Cleo frowned. ‘Well, I can’t imagine why. What is it, anyway?’


‘Language is a traitor, a double agent who slips across borders without warning in the dead of night. It is a heavy snowfall in a foreign country, which hides the shapes and contours of
reality beneath a cloak of nebulous whiteness. It is a crippled dog, never quite able to perform the tricks we ask of it. It is a ginger biscuit, dunked for too long in the tea of our expectations, crumbling and dissolving into nothingness. It is a lost continent.’

Russell Watts looked around at his audience impressively. He seemed to have won their attention. Dr Herriot and Professor Cole sat in armchairs on either side of his bed; Dr Dudden sat on the bed itself, as did Dr Myers, whose idea this informal seminar had been. ‘It’s absurd,’ he had said over dinner, ‘that we have five distinguished practitioners gathered together here, and all we’re doing is playing games with jelly babies and pipe-cleaners.’ He had suggested that they should round off the day by convening in somebody’s room and having a group discussion on a serious work-related topic; at which point Russell Watts had intervened, inviting them all to his room and offering to read them a paper which he was intending to present at a conference of Lacanian analysts in Paris next week. It was entitled:
The Case of Sarah T.: or, an Eye for an ‘I’.
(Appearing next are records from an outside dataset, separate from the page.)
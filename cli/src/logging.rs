//! Logging configuration with file-based output and size-based rotation.
//!
//! Writes logs to `<data dir>/bossfall.log` with 10 MB size-based rotation.
//! Set `DEBUG_LOGGING=1` (or `debug_logging = true` in the config) to enable
//! debug output for bossfall crates. The terminal layer writes to stderr so
//! it does not interleave with REPL output on stdout.

use std::path::Path;

use rolling_file::{BasicRollingFileAppender, RollingConditionBasic};
use tracing_subscriber::{
    EnvFilter,
    fmt::{self, format::FmtSpan},
    layer::SubscriberExt,
    util::SubscriberInitExt,
};

const DEBUG_DIRECTIVES: &str = "info,bossfall_core=debug,bossfall_cli=debug";

fn filter_directive(debug_logging: bool) -> &'static str {
    if debug_logging { DEBUG_DIRECTIVES } else { "info" }
}

/// Initialize logging with dual output (file + stderr).
///
/// Returns a `WorkerGuard` that must be held for the program lifetime so
/// buffered log lines are flushed on exit. Falls back to stderr-only logging
/// (and returns `None`) when the log file cannot be created.
pub fn init(log_dir: &Path, debug_logging: bool) -> Option<tracing_appender::non_blocking::WorkerGuard> {
    let debug_logging = debug_logging || std::env::var("DEBUG_LOGGING").is_ok();

    if let Err(e) = std::fs::create_dir_all(log_dir) {
        // Can't use tracing yet since subscriber not initialized
        eprintln!("Failed to create log directory {:?}: {}, using stderr only", log_dir, e);
        init_stderr_only(debug_logging);
        return None;
    }

    let log_path = log_dir.join("bossfall.log");
    let file_appender = match BasicRollingFileAppender::new(
        &log_path,
        RollingConditionBasic::new().max_size(10 * 1024 * 1024),
        1,
    ) {
        Ok(appender) => appender,
        Err(e) => {
            eprintln!("Failed to create log file at {:?}: {}", log_path, e);
            init_stderr_only(debug_logging);
            return None;
        }
    };

    let (non_blocking, guard) = tracing_appender::non_blocking(file_appender);

    let file_layer = fmt::layer()
        .with_writer(non_blocking)
        .with_ansi(false)
        .with_target(true)
        .with_span_events(FmtSpan::NONE);

    let stderr_layer = fmt::layer()
        .with_writer(std::io::stderr)
        .with_target(true)
        .with_span_events(FmtSpan::NONE);

    tracing_subscriber::registry()
        .with(file_layer)
        .with(stderr_layer)
        .with(EnvFilter::new(filter_directive(debug_logging)))
        .init();

    tracing::info!(log_file = ?log_path, debug_logging, "Bossfall logging initialized");

    Some(guard)
}

fn init_stderr_only(debug_logging: bool) {
    let stderr_layer = fmt::layer()
        .with_writer(std::io::stderr)
        .with_target(true)
        .with_span_events(FmtSpan::NONE);

    tracing_subscriber::registry()
        .with(stderr_layer)
        .with(EnvFilter::new(filter_directive(debug_logging)))
        .init();

    tracing::info!(debug_logging, "Bossfall logging initialized (stderr only)");
}
//! Tests for contribution tracking
//!
//! Covers attribution through indirect damagers, ranking order, the support
//! attribution window and per-mob isolation.

use bossfall_types::{ContributionCategory, MobId, ParticipantId};

use super::{ATTRIBUTION_WINDOW_TICKS, ContributionTracker, Trackers, support_score};
use crate::status_effect::StatusEffect;
use crate::world::{Actor, AreaEffectKind, Damager, EffectAction, Participant, WorldEvent};

fn make_player(name: &str) -> Participant {
    Participant::new(ParticipantId::random(), name)
}

fn hit_boss(attacker: Damager, boss: MobId, amount: f64) -> WorldEvent {
    WorldEvent::DamageDealt {
        attacker,
        victim: Actor::Mob(boss),
        amount,
    }
}

fn boss_hits(boss: MobId, victim: &Participant, amount: f64) -> WorldEvent {
    WorldEvent::DamageDealt {
        attacker: Damager::Direct(Actor::Mob(boss)),
        victim: Actor::Player(victim.clone()),
        amount,
    }
}

fn splash(thrower: &Participant, boss: MobId, tick: u64) -> WorldEvent {
    WorldEvent::AreaEffectApplied {
        kind: AreaEffectKind::Splash,
        source: Actor::Player(thrower.clone()),
        affected: vec![Actor::Mob(boss)],
        tick,
    }
}

fn effect(boss: MobId, effect: StatusEffect, amplifier: u32, secs: u32, tick: u64) -> WorldEvent {
    WorldEvent::EffectApplied {
        target: Actor::Mob(boss),
        effect,
        amplifier,
        duration_ticks: secs * 20,
        action: EffectAction::Added,
        tick,
    }
}

// ─────────────────────────────────────────────────────────────────────────────
// Damage
// ─────────────────────────────────────────────────────────────────────────────

#[test]
fn test_damage_ranking_and_last_hit() {
    let boss = MobId::random();
    let (a, b) = (make_player("Alice"), make_player("Bob"));
    let mut trackers = Trackers::new();
    trackers.start_all(boss);

    trackers.handle_event(&hit_boss(Damager::Direct(Actor::Player(a.clone())), boss, 100.0));
    trackers.handle_event(&hit_boss(Damager::Direct(Actor::Player(b.clone())), boss, 50.0));

    let snapshot = trackers.damage.build_snapshot(boss);
    assert_eq!(snapshot.rankings.len(), 2);
    assert_eq!(snapshot.rankings[0].participant, a.id);
    assert_eq!(snapshot.rankings[0].rank, 1);
    assert_eq!(snapshot.total, 150.0);
    assert_eq!(snapshot.last_hit, Some(b.id), "Bob landed the final blow");
}

#[test]
fn test_damage_unwraps_one_level_of_indirection() {
    let boss = MobId::random();
    let archer = make_player("Archer");
    let tamer = make_player("Tamer");
    let bomber = make_player("Bomber");
    let brewer = make_player("Brewer");
    let mut trackers = Trackers::new();
    trackers.start_all(boss);

    let events = [
        hit_boss(Damager::Projectile { shooter: Actor::Player(archer.clone()) }, boss, 10.0),
        hit_boss(Damager::TamedCreature { owner: Actor::Player(tamer.clone()) }, boss, 20.0),
        hit_boss(Damager::Explosive { igniter: Actor::Player(bomber.clone()) }, boss, 30.0),
        hit_boss(Damager::AreaCloud { source: Actor::Player(brewer.clone()) }, boss, 40.0),
        hit_boss(Damager::Projectile { shooter: Actor::Other }, boss, 99.0),
    ];
    for event in &events {
        trackers.handle_event(event);
    }

    let snapshot = trackers.damage.build_snapshot(boss);
    let order: Vec<_> = snapshot.rankings.iter().map(|r| r.name.as_str()).collect();
    assert_eq!(order, vec!["Brewer", "Bomber", "Tamer", "Archer"]);
    assert_eq!(snapshot.total, 100.0, "Unattributable damage is ignored");
}

#[test]
fn test_ties_keep_first_contribution_order() {
    let boss = MobId::random();
    let (a, b, c) = (make_player("A"), make_player("B"), make_player("C"));
    let mut trackers = Trackers::new();
    trackers.start_all(boss);

    for p in [&b, &a, &c] {
        trackers.handle_event(&hit_boss(Damager::Direct(Actor::Player(p.clone())), boss, 25.0));
    }

    let snapshot = trackers.damage.build_snapshot(boss);
    let order: Vec<_> = snapshot.rankings.iter().map(|r| r.participant).collect();
    assert_eq!(order, vec![b.id, a.id, c.id]);
}

#[test]
fn test_latest_name_wins() {
    let boss = MobId::random();
    let id = ParticipantId::random();
    let mut trackers = Trackers::new();
    trackers.start_all(boss);

    let old = Participant::new(id, "OldName");
    let new = Participant::new(id, "NewName");
    trackers.handle_event(&hit_boss(Damager::Direct(Actor::Player(old)), boss, 5.0));
    trackers.handle_event(&hit_boss(Damager::Direct(Actor::Player(new)), boss, 5.0));

    let snapshot = trackers.damage.build_snapshot(boss);
    assert_eq!(snapshot.rankings.len(), 1);
    assert_eq!(snapshot.rankings[0].name, "NewName");
    assert_eq!(snapshot.rankings[0].score, 10.0);
}

#[test]
fn test_negative_and_nan_damage_ignored() {
    let boss = MobId::random();
    let a = make_player("A");
    let mut trackers = Trackers::new();
    trackers.start_all(boss);

    trackers.handle_event(&hit_boss(Damager::Direct(Actor::Player(a.clone())), boss, 10.0));
    trackers.handle_event(&hit_boss(Damager::Direct(Actor::Player(a.clone())), boss, -5.0));
    trackers.handle_event(&hit_boss(Damager::Direct(Actor::Player(a)), boss, f64::NAN));

    assert_eq!(trackers.damage.build_snapshot(boss).total, 10.0);
}

#[test]
fn test_last_hit_recorded_even_when_amount_rejected() {
    let boss = MobId::random();
    let (a, b) = (make_player("Alice"), make_player("Bob"));
    let mut trackers = Trackers::new();
    trackers.start_all(boss);

    trackers.handle_event(&hit_boss(Damager::Direct(Actor::Player(a.clone())), boss, 10.0));
    trackers.handle_event(&hit_boss(Damager::Direct(Actor::Player(b.clone())), boss, f64::NAN));

    let snapshot = trackers.damage.build_snapshot(boss);
    assert_eq!(snapshot.last_hit, Some(b.id));
    assert_eq!(snapshot.rankings.len(), 1);
    assert_eq!(snapshot.total, 10.0);
}

#[test]
fn test_untracked_mob_is_ignored() {
    let boss = MobId::random();
    let other = MobId::random();
    let a = make_player("A");
    let mut trackers = Trackers::new();
    trackers.start_all(boss);

    trackers.handle_event(&hit_boss(Damager::Direct(Actor::Player(a)), other, 100.0));

    assert!(trackers.damage.build_snapshot(other).is_empty());
    assert!(trackers.damage.build_snapshot(boss).is_empty());
}

#[test]
fn test_concurrent_encounters_are_isolated() {
    let (boss_a, boss_b) = (MobId::random(), MobId::random());
    let p = make_player("P");
    let mut trackers = Trackers::new();
    trackers.start_all(boss_a);
    trackers.start_all(boss_b);

    trackers.handle_event(&hit_boss(Damager::Direct(Actor::Player(p.clone())), boss_a, 70.0));
    trackers.handle_event(&hit_boss(Damager::Direct(Actor::Player(p)), boss_b, 3.0));

    assert_eq!(trackers.damage.build_snapshot(boss_a).total, 70.0);
    assert_eq!(trackers.damage.build_snapshot(boss_b).total, 3.0);
}

#[test]
fn test_stop_then_snapshot_is_empty() {
    let boss = MobId::random();
    let p = make_player("P");
    let mut trackers = Trackers::new();
    trackers.start_all(boss);
    trackers.handle_event(&hit_boss(Damager::Direct(Actor::Player(p)), boss, 70.0));

    trackers.stop_all(boss);

    assert!(!trackers.is_tracking(boss));
    let snapshot = trackers.damage.build_snapshot(boss);
    assert!(snapshot.is_empty());
    assert_eq!(snapshot.last_hit, None);
}

#[test]
fn test_restart_tracking_resets_record() {
    let boss = MobId::random();
    let p = make_player("P");
    let mut trackers = Trackers::new();
    trackers.start_all(boss);
    trackers.handle_event(&hit_boss(Damager::Direct(Actor::Player(p)), boss, 70.0));

    trackers.start_all(boss);

    assert!(trackers.damage.build_snapshot(boss).is_empty());
}

// ─────────────────────────────────────────────────────────────────────────────
// Tank
// ─────────────────────────────────────────────────────────────────────────────

#[test]
fn test_tank_credits_victims_of_the_boss() {
    let boss = MobId::random();
    let (tank, dps) = (make_player("Tank"), make_player("Dps"));
    let mut trackers = Trackers::new();
    trackers.start_all(boss);

    trackers.handle_event(&boss_hits(boss, &tank, 300.0));
    trackers.handle_event(&boss_hits(boss, &dps, 20.0));
    trackers.handle_event(&WorldEvent::DamageDealt {
        attacker: Damager::Projectile { shooter: Actor::Mob(boss) },
        victim: Actor::Player(dps.clone()),
        amount: 15.0,
    });
    // Some other mob hitting the tank does not count
    trackers.handle_event(&boss_hits(MobId::random(), &tank, 1000.0));

    let snapshot = trackers.tank.build_snapshot(boss);
    assert_eq!(snapshot.category, ContributionCategory::Tank);
    assert_eq!(snapshot.rankings[0].participant, tank.id);
    assert_eq!(snapshot.rankings[1].score, 35.0);
    assert_eq!(snapshot.total, 335.0);
    assert_eq!(snapshot.last_hit, None);
}

// ─────────────────────────────────────────────────────────────────────────────
// Support
// ─────────────────────────────────────────────────────────────────────────────

#[test]
fn test_support_score_formula() {
    assert_eq!(support_score(StatusEffect::Poison, 0, 200), 10.0);
    assert_eq!(support_score(StatusEffect::Slowness, 1, 100), 10.0);
    assert_eq!(support_score(StatusEffect::InstantDamage, 1, 1), 20.0);
    assert_eq!(support_score(StatusEffect::Slowness, 1, 40), 4.0);
    assert_eq!(support_score(StatusEffect::InstantDamage, 0, 400), 10.0);
}

#[test]
fn test_support_within_window_is_credited() {
    let boss = MobId::random();
    let brewer = make_player("Brewer");
    let mut trackers = Trackers::new();
    trackers.start_all(boss);

    trackers.handle_event(&splash(&brewer, boss, 100));
    trackers.handle_event(&effect(boss, StatusEffect::Poison, 1, 10, 100 + ATTRIBUTION_WINDOW_TICKS));

    let snapshot = trackers.support.build_snapshot(boss);
    assert_eq!(snapshot.rankings.len(), 1);
    assert_eq!(snapshot.rankings[0].participant, brewer.id);
    assert_eq!(snapshot.total, 20.0);
}

#[test]
fn test_stale_attribution_is_evicted() {
    let boss = MobId::random();
    let brewer = make_player("Brewer");
    let mut trackers = Trackers::new();
    trackers.start_all(boss);

    trackers.handle_event(&splash(&brewer, boss, 100));
    trackers.handle_event(&effect(boss, StatusEffect::Poison, 0, 10, 106));
    // The stale entry is gone, so even a "fresh-looking" tick finds nothing
    trackers.handle_event(&effect(boss, StatusEffect::Poison, 0, 10, 101));

    assert!(trackers.support.build_snapshot(boss).is_empty());
}

#[test]
fn test_support_ignores_beneficial_and_removals() {
    let boss = MobId::random();
    let brewer = make_player("Brewer");
    let mut trackers = Trackers::new();
    trackers.start_all(boss);
    trackers.handle_event(&splash(&brewer, boss, 10));

    trackers.handle_event(&effect(boss, StatusEffect::Regeneration, 1, 10, 10));
    trackers.handle_event(&WorldEvent::EffectApplied {
        target: Actor::Mob(boss),
        effect: StatusEffect::Wither,
        amplifier: 1,
        duration_ticks: 200,
        action: EffectAction::Removed,
        tick: 10,
    });

    assert!(trackers.support.build_snapshot(boss).is_empty());
}

#[test]
fn test_support_without_splash_is_unattributed() {
    let boss = MobId::random();
    let mut trackers = Trackers::new();
    trackers.start_all(boss);

    trackers.handle_event(&effect(boss, StatusEffect::Weakness, 0, 30, 5));

    assert!(trackers.support.build_snapshot(boss).is_empty());
}

#[test]
fn test_clear_all_drops_everything() {
    let boss = MobId::random();
    let p = make_player("P");
    let mut trackers = Trackers::new();
    trackers.start_all(boss);
    trackers.handle_event(&splash(&p, boss, 1));
    trackers.handle_event(&hit_boss(Damager::Direct(Actor::Player(p)), boss, 1.0));

    trackers.clear_all();

    assert!(!trackers.is_tracking(boss));
    assert!(trackers.snapshots(boss).damage.is_empty());
}

#[test]
fn test_share_percent() {
    let boss = MobId::random();
    let (a, b) = (make_player("A"), make_player("B"));
    let mut trackers = Trackers::new();
    trackers.start_all(boss);
    trackers.handle_event(&hit_boss(Damager::Direct(Actor::Player(a)), boss, 75.0));
    trackers.handle_event(&hit_boss(Damager::Direct(Actor::Player(b)), boss, 25.0));

    let snapshot = trackers.damage.build_snapshot(boss);
    assert_eq!(snapshot.share_percent(&snapshot.rankings[0]), 75.0);
    assert_eq!(snapshot.at_rank(2).map(|r| r.name.as_str()), Some("B"));
    assert!(snapshot.at_rank(0).is_none());
    assert!(snapshot.at_rank(3).is_none());
}
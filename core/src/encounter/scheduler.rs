//! Encounter scheduler
//!
//! Owns every configured instance and drives them from a single tick:
//! instance timers, pre-spawn countdowns and scheduled spawns. Ticks are
//! ignored while the scheduler is stopped.

use std::collections::BTreeMap;
use std::sync::Arc;

use bossfall_types::MobId;
use chrono::{DateTime, Utc};
use hashbrown::HashMap;
use tracing::{info, warn};

use super::definition::EncounterDefinition;
use super::error::{EngineError, SpawnFailure};
use super::instance::{EncounterInstance, InstanceCtx};
use super::status::EncounterStatus;
use super::warning::SpawnWarning;
use crate::storage::PersistedEncounterState;
use crate::world::{Broadcaster, MobEngine};

/// Outcome of re-adopting saved live state
#[derive(Debug, Default, Clone, Copy, PartialEq, Eq)]
pub struct RestoreReport {
    pub restored: usize,
    pub discarded: usize,
}

#[derive(Debug, Default)]
pub struct EncounterScheduler {
    instances: BTreeMap<String, EncounterInstance>,
    warnings: HashMap<String, SpawnWarning>,
    running: bool,
}

impl EncounterScheduler {
    pub fn new(definitions: Vec<EncounterDefinition>) -> Self {
        let mut instances = BTreeMap::new();
        for definition in definitions {
            if instances.contains_key(&definition.id) {
                warn!(encounter = %definition.id, "Duplicate encounter id, keeping the first");
                continue;
            }
            instances.insert(definition.id.clone(), EncounterInstance::new(Arc::new(definition)));
        }
        Self {
            instances,
            warnings: HashMap::new(),
            running: false,
        }
    }

    pub fn is_running(&self) -> bool {
        self.running
    }

    pub fn len(&self) -> usize {
        self.instances.len()
    }

    pub fn is_empty(&self) -> bool {
        self.instances.is_empty()
    }

    pub fn ids(&self) -> impl Iterator<Item = &str> {
        self.instances.keys().map(String::as_str)
    }

    pub fn instance(&self, id: &str) -> Option<&EncounterInstance> {
        self.instances.get(id)
    }

    pub fn instance_mut(&mut self, id: &str) -> Option<&mut EncounterInstance> {
        self.instances.get_mut(id)
    }

    /// Encounter whose live boss has this identity
    pub fn find_by_mob(&self, mob: MobId) -> Option<&str> {
        self.instances
            .values()
            .find(|i| i.mob_identity() == Some(mob))
            .map(EncounterInstance::id)
    }

    // ─── Start / Stop ───────────────────────────────────────────────────────

    /// (Re)start: compute next spawns and re-arm timers of live bosses.
    pub fn start<W>(&mut self, ctx: &mut InstanceCtx<'_, W>)
    where
        W: Broadcaster + ?Sized,
    {
        self.stop(ctx);
        for instance in self.instances.values_mut() {
            instance.calculate_next_spawn(ctx.now);
            instance.resume(ctx.now);
        }
        self.running = true;
        info!(encounters = self.instances.len(), "Encounter scheduler started");
    }

    /// Stop countdowns and instance timers. Live bosses stay alive.
    pub fn stop<W>(&mut self, ctx: &mut InstanceCtx<'_, W>)
    where
        W: Broadcaster + ?Sized,
    {
        for (_, mut warning) in self.warnings.drain() {
            warning.stop(ctx.world);
        }
        for instance in self.instances.values_mut() {
            instance.suspend();
        }
        if self.running {
            info!("Encounter scheduler stopped");
        }
        self.running = false;
    }

    // ─── Tick ───────────────────────────────────────────────────────────────

    pub fn tick<W>(&mut self, ctx: &mut InstanceCtx<'_, W>)
    where
        W: MobEngine + Broadcaster + ?Sized,
    {
        if !self.running {
            return;
        }
        let now = ctx.now;

        for (id, instance) in self.instances.iter_mut() {
            instance.poll_timers(ctx);

            if instance.is_alive() {
                if let Some(mut warning) = self.warnings.remove(id) {
                    warning.stop(ctx.world);
                }
                // A scheduled time that passes while the boss lives is skipped
                if instance.next_spawn().is_some_and(|next| now >= next) {
                    instance.calculate_next_spawn(now);
                }
                continue;
            }

            let Some(next) = instance.next_spawn() else {
                continue;
            };

            let until = (next - now).num_seconds();
            let window = instance.definition().broadcast.warning_window_secs();
            if until > 0 && until <= window && !self.warnings.contains_key(id) {
                let def = instance.definition();
                self.warnings
                    .insert(id.clone(), SpawnWarning::start(&def.id, &def.mob, next, now));
            }
            if let Some(warning) = self.warnings.get_mut(id) {
                warning.tick(&instance.definition().broadcast, now, ctx.world);
                if warning.is_finished() {
                    self.warnings.remove(id);
                }
            }

            if instance.should_spawn(now) {
                if let Some(mut warning) = self.warnings.remove(id) {
                    warning.stop(ctx.world);
                }
                // Failures are logged by the instance; the next slot still applies
                let _ = instance.spawn(ctx);
                instance.calculate_next_spawn(now);
            }
        }
    }

    // ─── Operator Commands ──────────────────────────────────────────────────

    pub fn force_spawn<W>(&mut self, id: &str, ctx: &mut InstanceCtx<'_, W>) -> Result<MobId, EngineError>
    where
        W: MobEngine + Broadcaster + ?Sized,
    {
        let instance = self
            .instances
            .get_mut(id)
            .ok_or_else(|| EngineError::UnknownEncounter(id.to_string()))?;
        if let Some(mut warning) = self.warnings.remove(id) {
            warning.stop(ctx.world);
        }
        Ok(instance.spawn(ctx)?)
    }

    /// Spawn every encounter, returning each outcome by id
    pub fn force_spawn_all<W>(&mut self, ctx: &mut InstanceCtx<'_, W>) -> Vec<(String, Result<MobId, SpawnFailure>)>
    where
        W: MobEngine + Broadcaster + ?Sized,
    {
        for (_, mut warning) in self.warnings.drain() {
            warning.stop(ctx.world);
        }
        self.instances
            .iter_mut()
            .map(|(id, instance)| (id.clone(), instance.spawn(ctx)))
            .collect()
    }

    /// Returns whether a live boss was removed
    pub fn despawn<W>(&mut self, id: &str, ctx: &mut InstanceCtx<'_, W>) -> Result<bool, EngineError>
    where
        W: MobEngine + ?Sized,
    {
        let instance = self
            .instances
            .get_mut(id)
            .ok_or_else(|| EngineError::UnknownEncounter(id.to_string()))?;
        Ok(instance.despawn(ctx))
    }

    pub fn despawn_all<W>(&mut self, ctx: &mut InstanceCtx<'_, W>) -> usize
    where
        W: MobEngine + ?Sized,
    {
        let mut removed = 0;
        for instance in self.instances.values_mut() {
            if instance.despawn(ctx) {
                removed += 1;
            }
        }
        removed
    }

    /// Detach every live boss, returning what a restore needs to re-adopt them
    pub fn release_all<W>(&mut self, ctx: &mut InstanceCtx<'_, W>) -> Vec<PersistedEncounterState>
    where
        W: Broadcaster + ?Sized,
    {
        self.stop(ctx);
        self.instances
            .values_mut()
            .filter_map(|instance| instance.release(ctx))
            .collect()
    }

    /// Re-adopt saved bosses, then rewrite the live store with the survivors.
    pub fn restore_all<W>(&mut self, saved: &[PersistedEncounterState], ctx: &mut InstanceCtx<'_, W>) -> RestoreReport
    where
        W: MobEngine + ?Sized,
    {
        let mut report = RestoreReport::default();
        for state in saved {
            let restored = match self.instances.get_mut(&state.encounter) {
                Some(instance) => instance.restore(state, ctx),
                None => {
                    warn!(encounter = %state.encounter, "Saved state for an unknown encounter, discarding");
                    false
                }
            };
            if restored {
                report.restored += 1;
            } else {
                report.discarded += 1;
            }
        }
        ctx.sink.persist_all(self.live_states());
        if !saved.is_empty() {
            info!(restored = report.restored, discarded = report.discarded, "Restored saved encounters");
        }
        report
    }

    // ─── Queries ────────────────────────────────────────────────────────────

    pub fn live_states(&self) -> Vec<PersistedEncounterState> {
        self.instances
            .values()
            .filter_map(EncounterInstance::persisted_state)
            .collect()
    }

    pub fn statuses(&self, now: DateTime<Utc>) -> Vec<EncounterStatus> {
        self.instances.values().map(|i| i.status(now)).collect()
    }

    pub fn status(&self, id: &str, now: DateTime<Utc>) -> Option<EncounterStatus> {
        self.instances.get(id).map(|i| i.status(now))
    }

    pub fn has_active_warning(&self, id: &str) -> bool {
        self.warnings.contains_key(id)
    }
}
use std::collections::HashMap;
use std::sync::Arc;
use std::time::Instant;

use bossfall_core::{AppConfig, BackgroundTasks, Participant, SandboxWorld, ServiceHandle};
use bossfall_types::{MobId, ParticipantId};
use tokio::sync::{Mutex, RwLock};

/// Ticks per second of the simulated game clock
const GAME_TICKS_PER_SECOND: u128 = 20;

/// Holds all shared state for the CLI application.
/// This is a lightweight container - logic lives in the service.
#[derive(Clone)]
pub struct CliContext {
    pub config: Arc<RwLock<AppConfig>>,
    pub service: ServiceHandle<SandboxWorld>,
    pub tasks: Arc<Mutex<BackgroundTasks>>,
    /// Participants by lowercase name, so a name maps to one identity
    participants: Arc<RwLock<HashMap<String, Participant>>>,
    started: Instant,
}

impl CliContext {
    pub fn new(config: AppConfig, service: ServiceHandle<SandboxWorld>, tasks: BackgroundTasks) -> Self {
        Self {
            config: Arc::new(RwLock::new(config)),
            service,
            tasks: Arc::new(Mutex::new(tasks)),
            participants: Arc::new(RwLock::new(HashMap::new())),
            started: Instant::now(),
        }
    }

    /// The participant with this name, created on first use
    pub async fn participant(&self, name: &str) -> Participant {
        let mut participants = self.participants.write().await;
        participants
            .entry(name.to_lowercase())
            .or_insert_with(|| Participant::new(ParticipantId::random(), name))
            .clone()
    }

    pub async fn participants(&self) -> Vec<Participant> {
        let mut all: Vec<_> = self.participants.read().await.values().cloned().collect();
        all.sort_by(|a, b| a.name.cmp(&b.name));
        all
    }

    pub async fn participant_name(&self, id: ParticipantId) -> Option<String> {
        self.participants
            .read()
            .await
            .values()
            .find(|p| p.id == id)
            .map(|p| p.name.clone())
    }

    /// Game tick counter derived from wall time since start
    pub fn game_tick(&self) -> u64 {
        let ticks = self.started.elapsed().as_millis() * GAME_TICKS_PER_SECOND / 1000;
        u64::try_from(ticks).unwrap_or(u64::MAX)
    }

    /// Identity of the live boss of an encounter
    pub async fn live_mob(&self, encounter: &str) -> Result<MobId, String> {
        let statuses = self.service.statuses().await.map_err(|e| e.to_string())?;
        let status = statuses
            .into_iter()
            .find(|s| s.id == encounter)
            .ok_or_else(|| format!("unknown encounter '{encounter}'"))?;
        status
            .mob_identity
            .ok_or_else(|| format!("encounter '{encounter}' has no live boss"))
    }
}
This invitation was accepted by the other four with varying degrees of alacrity, the least enthusiastic – by some margin – being Dr Herriot. There was a certain unwillingness, too, on the part of Professor Cole, who was once again not in the best of tempers. He had phoned his hospital just before dinner, only to be informed that the schizophrenic patient had not merely been discharged, but discharged that very evening; sent back to his council flat in Denmark Hill, where there was no one at all – to the best of the Professor’s knowledge – who would be able to look after him. With this alarming development preying on his mind, he was not predisposed to listen with much sympathy to Russell Watts’s paper. He had, in any case, spent his entire career working for distinguished London teaching hospitals, and was suspicious of this self-styled maverick, with his dubious professional status. These factors, combined with a pragmatic Englishman’s thoroughgoing
scepticism about Lacanian methodology, were enough to bring a battle-hungry glint to the Professor’s eye.